Excerpted data >>
+++++

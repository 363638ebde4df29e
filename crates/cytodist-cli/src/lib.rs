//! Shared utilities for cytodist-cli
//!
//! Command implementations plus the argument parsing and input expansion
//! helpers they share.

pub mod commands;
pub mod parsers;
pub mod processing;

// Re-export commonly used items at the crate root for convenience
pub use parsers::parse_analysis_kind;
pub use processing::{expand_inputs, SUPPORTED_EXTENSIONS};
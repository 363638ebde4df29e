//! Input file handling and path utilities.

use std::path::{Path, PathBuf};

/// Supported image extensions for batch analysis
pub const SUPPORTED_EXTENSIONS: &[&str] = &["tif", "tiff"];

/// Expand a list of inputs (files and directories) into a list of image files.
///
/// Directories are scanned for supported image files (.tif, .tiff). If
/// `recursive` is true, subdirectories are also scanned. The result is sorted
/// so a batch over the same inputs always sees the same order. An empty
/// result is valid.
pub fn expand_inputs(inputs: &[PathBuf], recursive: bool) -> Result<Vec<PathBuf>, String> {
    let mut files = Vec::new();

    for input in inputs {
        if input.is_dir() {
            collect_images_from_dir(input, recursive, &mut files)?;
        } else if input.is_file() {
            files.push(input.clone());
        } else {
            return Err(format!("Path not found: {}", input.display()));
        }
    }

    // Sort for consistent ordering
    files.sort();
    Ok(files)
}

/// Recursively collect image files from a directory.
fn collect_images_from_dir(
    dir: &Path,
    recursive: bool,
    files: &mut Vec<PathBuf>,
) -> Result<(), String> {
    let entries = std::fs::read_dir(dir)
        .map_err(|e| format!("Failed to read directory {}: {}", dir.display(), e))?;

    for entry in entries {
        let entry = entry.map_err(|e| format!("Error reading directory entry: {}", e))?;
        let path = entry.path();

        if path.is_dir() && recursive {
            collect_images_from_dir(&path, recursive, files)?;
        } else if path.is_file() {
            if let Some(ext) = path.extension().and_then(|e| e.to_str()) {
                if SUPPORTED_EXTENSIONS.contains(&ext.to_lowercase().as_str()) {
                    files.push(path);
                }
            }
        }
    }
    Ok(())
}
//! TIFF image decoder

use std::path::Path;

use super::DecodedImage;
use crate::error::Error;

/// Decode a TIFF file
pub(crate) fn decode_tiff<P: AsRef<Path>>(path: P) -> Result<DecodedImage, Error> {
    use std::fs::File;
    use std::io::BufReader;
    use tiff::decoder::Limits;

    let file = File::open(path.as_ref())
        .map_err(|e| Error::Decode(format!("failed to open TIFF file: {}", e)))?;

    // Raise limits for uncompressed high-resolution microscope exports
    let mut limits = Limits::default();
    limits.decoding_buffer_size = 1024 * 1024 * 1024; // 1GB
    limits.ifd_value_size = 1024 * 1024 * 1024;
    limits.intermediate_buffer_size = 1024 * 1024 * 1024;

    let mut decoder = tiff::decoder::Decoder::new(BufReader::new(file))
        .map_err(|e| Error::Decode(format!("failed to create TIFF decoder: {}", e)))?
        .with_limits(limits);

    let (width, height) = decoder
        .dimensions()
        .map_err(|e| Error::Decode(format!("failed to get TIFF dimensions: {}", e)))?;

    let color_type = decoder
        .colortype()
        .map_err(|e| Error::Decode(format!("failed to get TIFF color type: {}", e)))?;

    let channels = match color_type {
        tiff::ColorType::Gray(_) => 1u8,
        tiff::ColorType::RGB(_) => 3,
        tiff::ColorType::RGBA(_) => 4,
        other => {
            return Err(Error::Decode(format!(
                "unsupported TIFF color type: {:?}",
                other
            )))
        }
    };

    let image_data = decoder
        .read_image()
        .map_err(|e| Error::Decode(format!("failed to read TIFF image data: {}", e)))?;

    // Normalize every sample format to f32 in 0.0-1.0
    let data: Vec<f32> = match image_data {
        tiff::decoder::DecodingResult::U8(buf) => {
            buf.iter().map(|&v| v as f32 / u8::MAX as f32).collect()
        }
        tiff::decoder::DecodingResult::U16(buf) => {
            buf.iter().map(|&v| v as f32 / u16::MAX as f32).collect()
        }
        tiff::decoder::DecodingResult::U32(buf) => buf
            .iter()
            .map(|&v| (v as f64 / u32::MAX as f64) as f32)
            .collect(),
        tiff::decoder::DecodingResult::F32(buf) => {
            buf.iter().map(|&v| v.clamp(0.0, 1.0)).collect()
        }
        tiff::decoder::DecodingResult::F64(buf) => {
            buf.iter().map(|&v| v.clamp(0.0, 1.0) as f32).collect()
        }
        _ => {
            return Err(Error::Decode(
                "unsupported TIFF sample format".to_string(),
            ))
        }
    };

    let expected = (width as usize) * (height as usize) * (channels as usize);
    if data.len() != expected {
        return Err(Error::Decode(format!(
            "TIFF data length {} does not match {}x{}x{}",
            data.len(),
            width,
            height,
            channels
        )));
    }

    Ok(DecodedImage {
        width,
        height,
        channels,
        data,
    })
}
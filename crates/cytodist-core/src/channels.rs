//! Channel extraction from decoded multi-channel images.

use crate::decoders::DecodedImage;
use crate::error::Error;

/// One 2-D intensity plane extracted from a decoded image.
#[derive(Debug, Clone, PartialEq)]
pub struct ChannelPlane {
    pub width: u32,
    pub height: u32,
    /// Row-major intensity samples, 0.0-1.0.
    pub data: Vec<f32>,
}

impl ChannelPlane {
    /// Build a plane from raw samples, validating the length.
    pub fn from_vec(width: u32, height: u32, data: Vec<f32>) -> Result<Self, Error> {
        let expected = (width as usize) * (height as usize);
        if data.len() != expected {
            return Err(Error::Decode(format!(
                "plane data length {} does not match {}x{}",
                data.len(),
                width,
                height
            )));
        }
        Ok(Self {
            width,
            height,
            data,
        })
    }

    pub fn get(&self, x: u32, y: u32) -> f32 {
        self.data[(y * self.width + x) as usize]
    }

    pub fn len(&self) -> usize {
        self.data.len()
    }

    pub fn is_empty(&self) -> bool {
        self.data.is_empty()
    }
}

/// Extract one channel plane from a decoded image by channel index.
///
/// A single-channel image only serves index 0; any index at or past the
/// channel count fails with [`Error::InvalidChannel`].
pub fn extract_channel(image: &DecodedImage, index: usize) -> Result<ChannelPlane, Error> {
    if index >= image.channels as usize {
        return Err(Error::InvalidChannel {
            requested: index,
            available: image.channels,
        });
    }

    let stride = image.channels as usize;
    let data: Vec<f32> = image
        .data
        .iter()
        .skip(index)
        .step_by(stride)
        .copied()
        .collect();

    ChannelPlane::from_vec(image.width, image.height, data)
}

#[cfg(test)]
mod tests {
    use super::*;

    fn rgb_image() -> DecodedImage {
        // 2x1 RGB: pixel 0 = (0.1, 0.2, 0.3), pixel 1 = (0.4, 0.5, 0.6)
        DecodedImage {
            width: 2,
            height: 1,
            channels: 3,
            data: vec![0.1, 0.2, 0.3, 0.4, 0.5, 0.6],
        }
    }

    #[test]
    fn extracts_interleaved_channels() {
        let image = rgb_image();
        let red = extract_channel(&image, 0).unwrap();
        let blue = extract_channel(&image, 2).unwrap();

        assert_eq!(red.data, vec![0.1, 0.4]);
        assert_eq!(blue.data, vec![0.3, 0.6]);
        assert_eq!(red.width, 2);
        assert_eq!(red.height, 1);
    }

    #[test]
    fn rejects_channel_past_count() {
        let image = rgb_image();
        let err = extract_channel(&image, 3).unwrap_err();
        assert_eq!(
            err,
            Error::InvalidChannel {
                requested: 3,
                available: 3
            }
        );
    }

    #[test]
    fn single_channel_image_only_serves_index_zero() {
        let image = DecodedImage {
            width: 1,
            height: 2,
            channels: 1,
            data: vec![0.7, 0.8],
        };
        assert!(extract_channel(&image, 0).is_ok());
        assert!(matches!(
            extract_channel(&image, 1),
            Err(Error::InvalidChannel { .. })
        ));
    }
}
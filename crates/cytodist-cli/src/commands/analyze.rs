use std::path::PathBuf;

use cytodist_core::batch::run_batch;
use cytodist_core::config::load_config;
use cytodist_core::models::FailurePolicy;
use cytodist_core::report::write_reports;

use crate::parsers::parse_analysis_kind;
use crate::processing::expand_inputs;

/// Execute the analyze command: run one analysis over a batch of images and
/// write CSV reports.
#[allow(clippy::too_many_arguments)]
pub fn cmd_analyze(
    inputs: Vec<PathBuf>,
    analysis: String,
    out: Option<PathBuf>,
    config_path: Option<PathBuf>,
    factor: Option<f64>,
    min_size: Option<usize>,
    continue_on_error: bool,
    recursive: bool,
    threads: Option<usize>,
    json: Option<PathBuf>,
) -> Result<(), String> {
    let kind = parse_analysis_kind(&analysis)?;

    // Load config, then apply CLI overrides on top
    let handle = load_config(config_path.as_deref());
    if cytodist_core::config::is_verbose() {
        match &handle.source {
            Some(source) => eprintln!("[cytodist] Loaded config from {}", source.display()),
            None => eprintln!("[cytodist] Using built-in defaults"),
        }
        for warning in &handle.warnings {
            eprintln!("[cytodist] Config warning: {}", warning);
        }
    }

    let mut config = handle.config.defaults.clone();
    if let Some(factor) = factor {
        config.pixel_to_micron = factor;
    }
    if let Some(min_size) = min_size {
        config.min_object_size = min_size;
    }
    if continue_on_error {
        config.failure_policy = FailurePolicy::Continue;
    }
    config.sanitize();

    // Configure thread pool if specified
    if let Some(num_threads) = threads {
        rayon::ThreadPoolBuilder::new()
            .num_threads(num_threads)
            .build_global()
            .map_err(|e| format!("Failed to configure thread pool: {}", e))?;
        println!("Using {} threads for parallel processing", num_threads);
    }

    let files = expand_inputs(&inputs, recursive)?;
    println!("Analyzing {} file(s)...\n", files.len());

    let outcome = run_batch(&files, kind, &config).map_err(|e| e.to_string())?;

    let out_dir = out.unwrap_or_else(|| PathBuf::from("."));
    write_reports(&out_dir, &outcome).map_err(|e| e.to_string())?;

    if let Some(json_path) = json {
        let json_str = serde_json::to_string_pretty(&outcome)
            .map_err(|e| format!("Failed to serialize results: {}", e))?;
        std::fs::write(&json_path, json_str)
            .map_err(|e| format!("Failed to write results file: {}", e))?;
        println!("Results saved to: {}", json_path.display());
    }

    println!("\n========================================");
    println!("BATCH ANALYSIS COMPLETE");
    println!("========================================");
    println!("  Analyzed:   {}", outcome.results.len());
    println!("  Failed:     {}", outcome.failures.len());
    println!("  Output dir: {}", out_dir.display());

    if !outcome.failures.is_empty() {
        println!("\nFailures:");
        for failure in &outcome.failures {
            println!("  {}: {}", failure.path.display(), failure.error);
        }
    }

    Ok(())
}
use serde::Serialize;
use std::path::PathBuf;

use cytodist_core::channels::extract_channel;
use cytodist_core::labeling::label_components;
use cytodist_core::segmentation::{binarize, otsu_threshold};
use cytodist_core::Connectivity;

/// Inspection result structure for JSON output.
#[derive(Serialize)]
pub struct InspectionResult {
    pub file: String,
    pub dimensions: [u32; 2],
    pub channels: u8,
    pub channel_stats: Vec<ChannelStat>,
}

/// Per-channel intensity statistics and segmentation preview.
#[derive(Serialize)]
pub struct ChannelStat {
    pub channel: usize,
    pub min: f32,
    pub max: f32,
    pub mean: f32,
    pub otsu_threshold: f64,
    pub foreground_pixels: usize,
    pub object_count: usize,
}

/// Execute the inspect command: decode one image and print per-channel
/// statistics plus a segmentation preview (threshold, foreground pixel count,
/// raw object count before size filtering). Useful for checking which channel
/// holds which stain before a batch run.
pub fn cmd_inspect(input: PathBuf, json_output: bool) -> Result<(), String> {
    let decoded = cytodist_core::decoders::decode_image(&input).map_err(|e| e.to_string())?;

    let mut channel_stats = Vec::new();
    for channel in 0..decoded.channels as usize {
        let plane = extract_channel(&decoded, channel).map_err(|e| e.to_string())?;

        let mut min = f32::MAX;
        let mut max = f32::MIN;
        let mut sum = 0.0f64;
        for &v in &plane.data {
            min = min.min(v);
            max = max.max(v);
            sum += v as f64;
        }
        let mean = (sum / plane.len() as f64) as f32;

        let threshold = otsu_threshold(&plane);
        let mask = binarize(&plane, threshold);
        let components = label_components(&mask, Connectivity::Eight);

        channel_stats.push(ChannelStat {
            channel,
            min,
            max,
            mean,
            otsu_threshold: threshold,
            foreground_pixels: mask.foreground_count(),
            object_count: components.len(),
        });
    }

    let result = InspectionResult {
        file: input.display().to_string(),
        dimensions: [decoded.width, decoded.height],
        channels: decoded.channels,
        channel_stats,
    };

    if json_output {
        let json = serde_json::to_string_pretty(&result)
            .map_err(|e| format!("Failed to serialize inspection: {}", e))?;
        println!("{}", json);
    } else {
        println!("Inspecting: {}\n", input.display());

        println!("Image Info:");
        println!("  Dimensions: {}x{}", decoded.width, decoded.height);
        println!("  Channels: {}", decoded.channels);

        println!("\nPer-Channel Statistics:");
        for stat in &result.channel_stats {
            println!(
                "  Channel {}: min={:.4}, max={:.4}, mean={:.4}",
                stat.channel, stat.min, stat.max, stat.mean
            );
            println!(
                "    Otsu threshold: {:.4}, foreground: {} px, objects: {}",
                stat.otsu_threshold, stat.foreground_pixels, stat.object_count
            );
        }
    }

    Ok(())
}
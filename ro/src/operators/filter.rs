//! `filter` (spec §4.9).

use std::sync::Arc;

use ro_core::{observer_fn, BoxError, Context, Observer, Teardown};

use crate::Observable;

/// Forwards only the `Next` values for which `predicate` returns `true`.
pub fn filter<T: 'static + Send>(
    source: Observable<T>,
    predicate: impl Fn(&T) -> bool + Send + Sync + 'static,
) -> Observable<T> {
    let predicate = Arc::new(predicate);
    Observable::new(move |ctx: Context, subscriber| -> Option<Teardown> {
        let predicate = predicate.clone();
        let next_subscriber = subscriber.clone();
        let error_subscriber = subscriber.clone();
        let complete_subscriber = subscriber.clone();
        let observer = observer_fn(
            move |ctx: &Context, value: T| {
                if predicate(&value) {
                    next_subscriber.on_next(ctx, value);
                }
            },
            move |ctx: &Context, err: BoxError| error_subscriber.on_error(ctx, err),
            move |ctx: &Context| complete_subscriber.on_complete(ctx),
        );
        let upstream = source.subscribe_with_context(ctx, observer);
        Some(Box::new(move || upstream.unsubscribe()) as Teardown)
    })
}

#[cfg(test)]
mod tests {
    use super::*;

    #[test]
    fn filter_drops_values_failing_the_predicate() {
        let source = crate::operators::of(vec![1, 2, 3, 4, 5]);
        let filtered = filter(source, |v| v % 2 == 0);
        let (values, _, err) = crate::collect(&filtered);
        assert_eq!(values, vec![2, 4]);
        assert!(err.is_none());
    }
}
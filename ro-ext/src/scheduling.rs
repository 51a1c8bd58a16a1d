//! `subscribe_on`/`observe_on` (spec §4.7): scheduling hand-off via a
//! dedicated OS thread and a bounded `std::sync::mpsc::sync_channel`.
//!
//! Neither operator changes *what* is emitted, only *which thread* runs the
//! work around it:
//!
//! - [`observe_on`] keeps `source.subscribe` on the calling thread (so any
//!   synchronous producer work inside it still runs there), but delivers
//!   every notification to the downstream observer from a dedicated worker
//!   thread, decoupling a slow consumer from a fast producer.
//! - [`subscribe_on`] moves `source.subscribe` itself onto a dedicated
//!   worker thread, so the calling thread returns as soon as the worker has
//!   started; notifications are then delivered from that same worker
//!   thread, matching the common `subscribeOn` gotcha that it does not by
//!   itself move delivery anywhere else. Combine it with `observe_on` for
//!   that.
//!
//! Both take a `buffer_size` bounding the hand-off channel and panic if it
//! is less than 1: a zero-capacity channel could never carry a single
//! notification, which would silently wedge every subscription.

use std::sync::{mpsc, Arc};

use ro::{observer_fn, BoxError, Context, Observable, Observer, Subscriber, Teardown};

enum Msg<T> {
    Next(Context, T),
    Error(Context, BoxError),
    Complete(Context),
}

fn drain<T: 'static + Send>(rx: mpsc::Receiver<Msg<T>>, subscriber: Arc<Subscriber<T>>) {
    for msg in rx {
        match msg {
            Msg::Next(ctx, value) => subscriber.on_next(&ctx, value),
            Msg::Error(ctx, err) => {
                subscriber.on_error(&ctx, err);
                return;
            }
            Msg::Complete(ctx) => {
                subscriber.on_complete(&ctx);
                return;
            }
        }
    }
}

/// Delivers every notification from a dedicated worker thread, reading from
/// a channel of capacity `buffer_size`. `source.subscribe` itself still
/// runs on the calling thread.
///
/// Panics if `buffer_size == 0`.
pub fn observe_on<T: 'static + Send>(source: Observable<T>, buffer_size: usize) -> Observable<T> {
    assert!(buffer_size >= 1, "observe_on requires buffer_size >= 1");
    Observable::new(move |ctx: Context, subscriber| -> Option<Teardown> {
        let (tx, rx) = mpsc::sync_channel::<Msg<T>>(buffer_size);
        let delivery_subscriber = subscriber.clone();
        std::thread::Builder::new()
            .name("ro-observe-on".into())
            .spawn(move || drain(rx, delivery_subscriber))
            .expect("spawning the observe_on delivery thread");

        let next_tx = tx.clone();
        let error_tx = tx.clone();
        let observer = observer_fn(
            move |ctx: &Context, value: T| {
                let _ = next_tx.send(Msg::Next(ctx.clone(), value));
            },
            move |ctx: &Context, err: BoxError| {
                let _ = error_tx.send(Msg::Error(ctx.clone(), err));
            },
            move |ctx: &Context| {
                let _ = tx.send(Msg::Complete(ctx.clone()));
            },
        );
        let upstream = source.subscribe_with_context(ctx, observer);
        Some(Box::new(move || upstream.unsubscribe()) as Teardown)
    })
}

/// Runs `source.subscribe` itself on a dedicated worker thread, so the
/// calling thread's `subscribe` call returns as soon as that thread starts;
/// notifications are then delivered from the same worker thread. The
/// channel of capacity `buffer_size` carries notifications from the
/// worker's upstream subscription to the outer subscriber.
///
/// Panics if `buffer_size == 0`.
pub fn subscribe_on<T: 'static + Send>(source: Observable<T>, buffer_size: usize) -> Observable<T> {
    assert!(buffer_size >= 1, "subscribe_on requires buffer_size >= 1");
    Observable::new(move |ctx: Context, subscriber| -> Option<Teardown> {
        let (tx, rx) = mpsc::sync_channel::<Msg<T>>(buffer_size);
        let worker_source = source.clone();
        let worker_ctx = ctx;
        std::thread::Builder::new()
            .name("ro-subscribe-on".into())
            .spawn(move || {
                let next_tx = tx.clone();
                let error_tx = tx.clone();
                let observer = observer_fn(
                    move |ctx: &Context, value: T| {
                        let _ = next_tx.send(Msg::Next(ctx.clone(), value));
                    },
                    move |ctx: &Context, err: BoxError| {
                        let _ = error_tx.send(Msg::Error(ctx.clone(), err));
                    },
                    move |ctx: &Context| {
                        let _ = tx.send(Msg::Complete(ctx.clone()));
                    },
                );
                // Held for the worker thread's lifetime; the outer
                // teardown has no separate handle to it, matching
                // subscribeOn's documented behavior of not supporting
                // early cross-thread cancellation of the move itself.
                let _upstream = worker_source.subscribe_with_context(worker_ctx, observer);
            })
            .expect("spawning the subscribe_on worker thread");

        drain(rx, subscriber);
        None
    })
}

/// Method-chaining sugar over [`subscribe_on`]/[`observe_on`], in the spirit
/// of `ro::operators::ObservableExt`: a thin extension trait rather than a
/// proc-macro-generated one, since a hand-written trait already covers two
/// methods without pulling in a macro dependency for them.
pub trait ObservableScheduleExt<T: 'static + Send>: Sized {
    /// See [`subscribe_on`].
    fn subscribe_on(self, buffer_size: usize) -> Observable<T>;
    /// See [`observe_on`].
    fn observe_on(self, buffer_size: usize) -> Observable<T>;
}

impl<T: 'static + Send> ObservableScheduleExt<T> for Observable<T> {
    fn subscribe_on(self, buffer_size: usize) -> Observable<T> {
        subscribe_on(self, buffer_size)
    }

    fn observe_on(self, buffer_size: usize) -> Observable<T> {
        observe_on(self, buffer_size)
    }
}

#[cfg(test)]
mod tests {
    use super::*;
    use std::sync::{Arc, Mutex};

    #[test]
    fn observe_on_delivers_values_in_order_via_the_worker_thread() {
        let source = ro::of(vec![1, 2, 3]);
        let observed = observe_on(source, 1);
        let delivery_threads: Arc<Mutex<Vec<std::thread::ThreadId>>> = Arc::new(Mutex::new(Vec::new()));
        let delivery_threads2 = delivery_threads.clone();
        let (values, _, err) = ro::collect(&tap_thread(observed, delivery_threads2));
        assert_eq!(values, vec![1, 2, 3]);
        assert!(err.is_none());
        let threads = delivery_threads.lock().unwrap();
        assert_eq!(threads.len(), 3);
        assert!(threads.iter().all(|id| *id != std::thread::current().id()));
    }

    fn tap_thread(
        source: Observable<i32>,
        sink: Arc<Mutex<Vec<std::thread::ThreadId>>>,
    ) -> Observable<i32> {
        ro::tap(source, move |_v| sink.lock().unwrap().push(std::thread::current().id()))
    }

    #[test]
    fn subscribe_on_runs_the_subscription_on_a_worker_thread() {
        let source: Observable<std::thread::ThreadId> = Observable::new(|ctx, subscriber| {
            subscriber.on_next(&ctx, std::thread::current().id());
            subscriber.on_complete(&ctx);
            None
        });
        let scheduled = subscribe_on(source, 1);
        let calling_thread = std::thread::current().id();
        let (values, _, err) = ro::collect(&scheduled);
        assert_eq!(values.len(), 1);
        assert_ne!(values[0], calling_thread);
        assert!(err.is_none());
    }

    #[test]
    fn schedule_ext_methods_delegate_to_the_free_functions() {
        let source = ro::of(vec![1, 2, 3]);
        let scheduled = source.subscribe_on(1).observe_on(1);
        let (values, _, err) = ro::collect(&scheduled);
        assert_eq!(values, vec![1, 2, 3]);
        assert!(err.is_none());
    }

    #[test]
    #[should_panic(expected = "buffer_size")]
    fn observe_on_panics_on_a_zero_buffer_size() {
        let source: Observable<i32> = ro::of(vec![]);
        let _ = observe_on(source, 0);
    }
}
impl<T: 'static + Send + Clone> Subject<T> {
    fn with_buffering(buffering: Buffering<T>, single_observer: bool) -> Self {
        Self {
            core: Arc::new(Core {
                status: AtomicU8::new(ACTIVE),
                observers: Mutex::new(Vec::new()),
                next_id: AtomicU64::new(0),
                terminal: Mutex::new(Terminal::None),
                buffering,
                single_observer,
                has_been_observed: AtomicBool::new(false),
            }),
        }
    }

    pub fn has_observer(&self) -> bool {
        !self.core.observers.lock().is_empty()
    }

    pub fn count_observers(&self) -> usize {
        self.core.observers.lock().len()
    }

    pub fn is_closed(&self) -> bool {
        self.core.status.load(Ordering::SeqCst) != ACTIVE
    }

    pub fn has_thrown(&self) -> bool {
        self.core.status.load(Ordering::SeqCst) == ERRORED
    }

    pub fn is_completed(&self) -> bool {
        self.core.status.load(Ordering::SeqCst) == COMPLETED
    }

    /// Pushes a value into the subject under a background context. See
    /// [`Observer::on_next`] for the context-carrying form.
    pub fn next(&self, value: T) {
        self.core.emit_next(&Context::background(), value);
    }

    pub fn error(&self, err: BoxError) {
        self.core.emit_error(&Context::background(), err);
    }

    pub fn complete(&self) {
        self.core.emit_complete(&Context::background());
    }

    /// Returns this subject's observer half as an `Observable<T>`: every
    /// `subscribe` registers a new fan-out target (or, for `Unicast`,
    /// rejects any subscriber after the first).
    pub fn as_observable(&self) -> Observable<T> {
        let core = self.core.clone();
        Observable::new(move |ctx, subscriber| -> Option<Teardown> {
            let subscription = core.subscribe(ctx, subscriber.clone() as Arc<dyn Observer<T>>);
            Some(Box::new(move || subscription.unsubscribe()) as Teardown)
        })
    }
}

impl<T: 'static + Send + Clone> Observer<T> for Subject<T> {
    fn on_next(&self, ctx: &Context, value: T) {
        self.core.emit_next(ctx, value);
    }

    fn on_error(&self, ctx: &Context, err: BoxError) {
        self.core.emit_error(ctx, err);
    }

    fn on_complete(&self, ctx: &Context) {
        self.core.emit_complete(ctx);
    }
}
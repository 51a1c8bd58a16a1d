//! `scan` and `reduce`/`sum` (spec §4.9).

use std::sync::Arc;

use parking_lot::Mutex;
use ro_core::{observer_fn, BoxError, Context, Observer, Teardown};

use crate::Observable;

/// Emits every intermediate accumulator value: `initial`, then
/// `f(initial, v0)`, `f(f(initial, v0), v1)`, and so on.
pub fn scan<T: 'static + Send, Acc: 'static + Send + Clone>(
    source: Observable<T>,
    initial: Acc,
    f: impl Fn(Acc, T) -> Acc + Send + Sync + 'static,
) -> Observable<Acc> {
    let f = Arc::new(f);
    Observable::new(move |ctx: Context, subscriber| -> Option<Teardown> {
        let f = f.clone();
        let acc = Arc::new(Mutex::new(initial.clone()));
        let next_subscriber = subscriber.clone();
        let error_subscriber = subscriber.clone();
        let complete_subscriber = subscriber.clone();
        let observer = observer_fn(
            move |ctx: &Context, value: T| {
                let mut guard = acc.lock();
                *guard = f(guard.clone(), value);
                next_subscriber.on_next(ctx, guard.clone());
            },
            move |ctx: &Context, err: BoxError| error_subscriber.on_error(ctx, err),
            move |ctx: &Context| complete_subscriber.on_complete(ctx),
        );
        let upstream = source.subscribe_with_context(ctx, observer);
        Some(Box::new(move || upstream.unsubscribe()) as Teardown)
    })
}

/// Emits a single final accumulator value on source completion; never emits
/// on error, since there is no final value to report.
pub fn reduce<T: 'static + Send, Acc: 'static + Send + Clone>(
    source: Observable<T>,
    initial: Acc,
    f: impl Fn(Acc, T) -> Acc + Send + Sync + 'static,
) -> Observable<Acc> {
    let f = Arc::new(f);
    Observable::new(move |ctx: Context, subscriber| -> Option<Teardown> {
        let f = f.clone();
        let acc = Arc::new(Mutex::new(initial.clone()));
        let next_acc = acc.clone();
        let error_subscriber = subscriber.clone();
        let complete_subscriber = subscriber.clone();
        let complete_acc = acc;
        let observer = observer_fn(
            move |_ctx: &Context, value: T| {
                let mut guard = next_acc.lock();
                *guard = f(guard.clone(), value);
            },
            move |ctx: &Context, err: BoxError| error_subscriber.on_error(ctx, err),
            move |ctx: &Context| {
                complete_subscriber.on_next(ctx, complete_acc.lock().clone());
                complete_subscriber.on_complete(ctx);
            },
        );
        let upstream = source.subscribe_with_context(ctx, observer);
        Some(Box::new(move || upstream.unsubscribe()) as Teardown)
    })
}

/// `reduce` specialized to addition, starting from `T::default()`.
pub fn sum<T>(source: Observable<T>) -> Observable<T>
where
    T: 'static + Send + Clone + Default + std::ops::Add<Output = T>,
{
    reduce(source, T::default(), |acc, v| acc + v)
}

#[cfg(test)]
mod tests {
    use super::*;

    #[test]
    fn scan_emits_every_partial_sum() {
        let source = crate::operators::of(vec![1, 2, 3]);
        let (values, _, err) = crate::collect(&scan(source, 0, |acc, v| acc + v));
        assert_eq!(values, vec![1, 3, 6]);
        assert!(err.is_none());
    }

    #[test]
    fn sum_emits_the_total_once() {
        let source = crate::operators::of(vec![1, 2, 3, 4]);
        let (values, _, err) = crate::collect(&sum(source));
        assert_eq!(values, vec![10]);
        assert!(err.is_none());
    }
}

+++++

Activity >> Go through the entries. Report every line that contains the word "spawning".

Task solution >>
            .expect("spawning the observe_on delivery thread");
            .expect("spawning the subscribe_on worker thread");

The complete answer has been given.